>>>>
use hval_parse::char_class::TCHAR;
use hval_parse::{
    CharClass, Cursor, ParserExt, Sequence, literal_char, rws, token, while_matches1,
};
use smol_str::SmolStr;
use std::fmt;

use super::Comment;
use crate::Grammar;

/// `received-by = pseudonym / uri-host [ ":" port ]`, loosely:
/// tokens, host names, ports and bracketed IPv6 literals.
const RECEIVED_BY: CharClass = TCHAR.union(CharClass::set(b":[]"));

/// A single hop of a `Via` header.
///
/// ```text
/// Via = 1#( received-protocol RWS received-by [ RWS comment ] )
/// received-protocol = [ protocol-name "/" ] protocol-version
/// ```
#[derive(Debug, Clone, PartialEq, Eq, Hash)]
pub struct ViaElement {
    protocol_name: Option<SmolStr>,
    protocol_version: SmolStr,
    received_by: SmolStr,
    comment: Option<Comment>,
}

impl ViaElement {
    /// Create a hop for the given protocol version (e.g. `1.1`)
    /// and pseudonym or host.
    ///
    /// Returns `None` if either is not a valid token or host.
    #[must_use]
    pub fn new(protocol_version: &str, received_by: &str) -> Option<Self> {
        let valid = crate::util::is_token(protocol_version)
            && !received_by.is_empty()
            && received_by.chars().all(|c| RECEIVED_BY.contains(c));
        valid.then(|| Self {
            protocol_name: None,
            protocol_version: SmolStr::new(protocol_version),
            received_by: SmolStr::new(received_by),
            comment: None,
        })
    }

    /// Set the protocol name, omitted by convention for HTTP.
    ///
    /// Returns `None` if the name is not a token.
    #[must_use]
    pub fn with_protocol_name(mut self, name: &str) -> Option<Self> {
        if !crate::util::is_token(name) {
            return None;
        }
        self.protocol_name = Some(SmolStr::new(name));
        Some(self)
    }

    /// Attach a comment to this hop.
    #[must_use]
    pub fn with_comment(mut self, comment: Comment) -> Self {
        self.comment = Some(comment);
        self
    }

    /// The protocol name, `None` meaning HTTP.
    #[must_use]
    pub fn protocol_name(&self) -> Option<&str> {
        self.protocol_name.as_deref()
    }

    /// The protocol version.
    #[must_use]
    pub fn protocol_version(&self) -> &str {
        &self.protocol_version
    }

    /// The host or pseudonym of the recipient.
    #[must_use]
    pub fn received_by(&self) -> &str {
        &self.received_by
    }

    /// The comment, if any.
    #[must_use]
    pub fn comment(&self) -> Option<&Comment> {
        self.comment.as_ref()
    }
}

impl Grammar for ViaElement {
    fn parse_from(cursor: &mut Cursor<'_>) -> Option<Self> {
        let mut seq = Sequence::new(cursor);
        let first = seq.read(token)?;
        let second = seq.read_optional((literal_char('/'), token).map(|(_, version)| version));
        seq.read(rws)?;
        let received_by = seq.read(while_matches1(RECEIVED_BY))?;
        let comment = seq.read_optional((rws, Comment::parse_from).map(|(_, comment)| comment));
        seq.finish();

        let (protocol_name, protocol_version) = match second {
            Some(version) => (Some(SmolStr::new(first)), version),
            None => (None, first),
        };
        Some(Self {
            protocol_name,
            protocol_version: SmolStr::new(protocol_version),
            received_by: SmolStr::new(received_by),
            comment,
        })
    }
}

impl fmt::Display for ViaElement {
    fn fmt(&self, f: &mut fmt::Formatter<'_>) -> fmt::Result {
        if let Some(name) = &self.protocol_name {
            write!(f, "{name}/")?;
        }
        write!(f, "{} {}", self.protocol_version, self.received_by)?;
        if let Some(comment) = &self.comment {
            write!(f, " {comment}")?;
        }
        Ok(())
    }
}

impl_str_codec!(ViaElement);
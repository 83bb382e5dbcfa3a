//! utilities crate for hval
//!
//! `hval-utils` contains utilities used by `hval`,
//! not really being part of one of the other crates, or used
//! by plenty of other crates.
//!
//! # hval
//!
//! Crate used by the end-user `hval` crate and `hval` crate authors alike.

#![cfg_attr(docsrs, feature(doc_auto_cfg, doc_cfg))]
#![cfg_attr(not(test), warn(clippy::print_stdout, clippy::dbg_macro))]

#[doc(hidden)]
#[macro_use]
pub mod macros;

pub mod collections;
pub mod str;
use crate::value::ProductList;

derive_value_header! {
    #[header(name = SERVER)]
    /// `Server` header, defined in [RFC9110](https://www.rfc-editor.org/rfc/rfc9110#section-10.2.4)
    ///
    /// The `Server` header field contains information about the software
    /// used by the origin server to handle the request.
    ///
    /// # ABNF
    ///
    /// ```text
    /// Server = product *( RWS ( product / comment ) )
    /// ```
    ///
    /// # Example values
    ///
    /// * `CERN/3.0 libwww/2.17`
    /// * `Apache/2.4.1 (Unix)`
    #[derive(Debug, Clone, PartialEq, Eq, Hash)]
    pub struct Server(pub ProductList);
}

#[cfg(test)]
mod tests {
    use super::super::test_decode;
    use super::*;

    #[test]
    fn test_server() {
        let server: Server = test_decode(&["Apache/2.4.1 (Unix)"]).unwrap();
        assert_eq!(server.0.product().version(), Some("2.4.1"));
        assert_eq!(
            server.0.comments().map(|c| c.text()).collect::<Vec<_>>(),
            ["Unix"]
        );
    }
}
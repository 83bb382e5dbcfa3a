use crate::negotiation::Preference;
use crate::value::Language;

derive_non_empty_list_header! {
    #[header(name = ACCEPT_LANGUAGE)]
    /// `Accept-Language` header, defined in [RFC9110](https://www.rfc-editor.org/rfc/rfc9110#section-12.5.4)
    ///
    /// # ABNF
    ///
    /// ```text
    /// Accept-Language = #( language-range [ weight ] )
    /// language-range  = ( 1*8ALPHA *( "-" 1*8alphanum ) ) / "*"
    /// ```
    ///
    /// # Example values
    /// * `da, en-gb;q=0.8, en;q=0.7`
    /// * `en-us;q=1.0, en;q=0.5, fr`
    #[derive(Debug, Clone, PartialEq, Eq)]
    pub struct AcceptLanguage(pub NonEmptyVec<Preference<Language>>);
}

impl_negotiate!(AcceptLanguage, Language);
<<<<
▶ What to produce: The task calls for all the records above to be repeated exactly.

▶ Output for this exercise:
use hval_parse::char_class::TCHAR;
use hval_parse::{
    CharClass, Cursor, ParserExt, Sequence, literal_char, rws, token, while_matches1,
};
use smol_str::SmolStr;
use std::fmt;

use super::Comment;
use crate::Grammar;

/// `received-by = pseudonym / uri-host [ ":" port ]`, loosely:
/// tokens, host names, ports and bracketed IPv6 literals.
const RECEIVED_BY: CharClass = TCHAR.union(CharClass::set(b":[]"));

/// A single hop of a `Via` header.
///
/// ```text
/// Via = 1#( received-protocol RWS received-by [ RWS comment ] )
/// received-protocol = [ protocol-name "/" ] protocol-version
/// ```
#[derive(Debug, Clone, PartialEq, Eq, Hash)]
pub struct ViaElement {
    protocol_name: Option<SmolStr>,
    protocol_version: SmolStr,
    received_by: SmolStr,
    comment: Option<Comment>,
}

impl ViaElement {
    /// Create a hop for the given protocol version (e.g. `1.1`)
    /// and pseudonym or host.
    ///
    /// Returns `None` if either is not a valid token or host.
    #[must_use]
    pub fn new(protocol_version: &str, received_by: &str) -> Option<Self> {
        let valid = crate::util::is_token(protocol_version)
            && !received_by.is_empty()
            && received_by.chars().all(|c| RECEIVED_BY.contains(c));
        valid.then(|| Self {
            protocol_name: None,
            protocol_version: SmolStr::new(protocol_version),
            received_by: SmolStr::new(received_by),
            comment: None,
        })
    }

    /// Set the protocol name, omitted by convention for HTTP.
    ///
    /// Returns `None` if the name is not a token.
    #[must_use]
    pub fn with_protocol_name(mut self, name: &str) -> Option<Self> {
        if !crate::util::is_token(name) {
            return None;
        }
        self.protocol_name = Some(SmolStr::new(name));
        Some(self)
    }

    /// Attach a comment to this hop.
    #[must_use]
    pub fn with_comment(mut self, comment: Comment) -> Self {
        self.comment = Some(comment);
        self
    }

    /// The protocol name, `None` meaning HTTP.
    #[must_use]
    pub fn protocol_name(&self) -> Option<&str> {
        self.protocol_name.as_deref()
    }

    /// The protocol version.
    #[must_use]
    pub fn protocol_version(&self) -> &str {
        &self.protocol_version
    }

    /// The host or pseudonym of the recipient.
    #[must_use]
    pub fn received_by(&self) -> &str {
        &self.received_by
    }

    /// The comment, if any.
    #[must_use]
    pub fn comment(&self) -> Option<&Comment> {
        self.comment.as_ref()
    }
}

impl Grammar for ViaElement {
    fn parse_from(cursor: &mut Cursor<'_>) -> Option<Self> {
        let mut seq = Sequence::new(cursor);
        let first = seq.read(token)?;
        let second = seq.read_optional((literal_char('/'), token).map(|(_, version)| version));
        seq.read(rws)?;
        let received_by = seq.read(while_matches1(RECEIVED_BY))?;
        let comment = seq.read_optional((rws, Comment::parse_from).map(|(_, comment)| comment));
        seq.finish();

        let (protocol_name, protocol_version) = match second {
            Some(version) => (Some(SmolStr::new(first)), version),
            None => (None, first),
        };
        Some(Self {
            protocol_name,
            protocol_version: SmolStr::new(protocol_version),
            received_by: SmolStr::new(received_by),
            comment,
        })
    }
}

impl fmt::Display for ViaElement {
    fn fmt(&self, f: &mut fmt::Formatter<'_>) -> fmt::Result {
        if let Some(name) = &self.protocol_name {
            write!(f, "{name}/")?;
        }
        write!(f, "{} {}", self.protocol_version, self.received_by)?;
        if let Some(comment) = &self.comment {
            write!(f, " {comment}")?;
        }
        Ok(())
    }
}

impl_str_codec!(ViaElement);
repository 83bb382e5dbcfa3a
//! utilities crate for hval
//!
//! `hval-utils` contains utilities used by `hval`,
//! not really being part of one of the other crates, or used
//! by plenty of other crates.
//!
//! # hval
//!
//! Crate used by the end-user `hval` crate and `hval` crate authors alike.

#![cfg_attr(docsrs, feature(doc_auto_cfg, doc_cfg))]
#![cfg_attr(not(test), warn(clippy::print_stdout, clippy::dbg_macro))]

#[doc(hidden)]
#[macro_use]
pub mod macros;

pub mod collections;
pub mod str;
use crate::value::ProductList;

derive_value_header! {
    #[header(name = SERVER)]
    /// `Server` header, defined in [RFC9110](https://www.rfc-editor.org/rfc/rfc9110#section-10.2.4)
    ///
    /// The `Server` header field contains information about the software
    /// used by the origin server to handle the request.
    ///
    /// # ABNF
    ///
    /// ```text
    /// Server = product *( RWS ( product / comment ) )
    /// ```
    ///
    /// # Example values
    ///
    /// * `CERN/3.0 libwww/2.17`
    /// * `Apache/2.4.1 (Unix)`
    #[derive(Debug, Clone, PartialEq, Eq, Hash)]
    pub struct Server(pub ProductList);
}

#[cfg(test)]
mod tests {
    use super::super::test_decode;
    use super::*;

    #[test]
    fn test_server() {
        let server: Server = test_decode(&["Apache/2.4.1 (Unix)"]).unwrap();
        assert_eq!(server.0.product().version(), Some("2.4.1"));
        assert_eq!(
            server.0.comments().map(|c| c.text()).collect::<Vec<_>>(),
            ["Unix"]
        );
    }
}
repository 83bb382e5dbcfa3a
use crate::negotiation::Preference;
use crate::value::Language;

derive_non_empty_list_header! {
    #[header(name = ACCEPT_LANGUAGE)]
    /// `Accept-Language` header, defined in [RFC9110](https://www.rfc-editor.org/rfc/rfc9110#section-12.5.4)
    ///
    /// # ABNF
    ///
    /// ```text
    /// Accept-Language = #( language-range [ weight ] )
    /// language-range  = ( 1*8ALPHA *( "-" 1*8alphanum ) ) / "*"
    /// ```
    ///
    /// # Example values
    /// * `da, en-gb;q=0.8, en;q=0.7`
    /// * `en-us;q=1.0, en;q=0.5, fr`
    #[derive(Debug, Clone, PartialEq, Eq)]
    pub struct AcceptLanguage(pub NonEmptyVec<Preference<Language>>);
}

impl_negotiate!(AcceptLanguage, Language);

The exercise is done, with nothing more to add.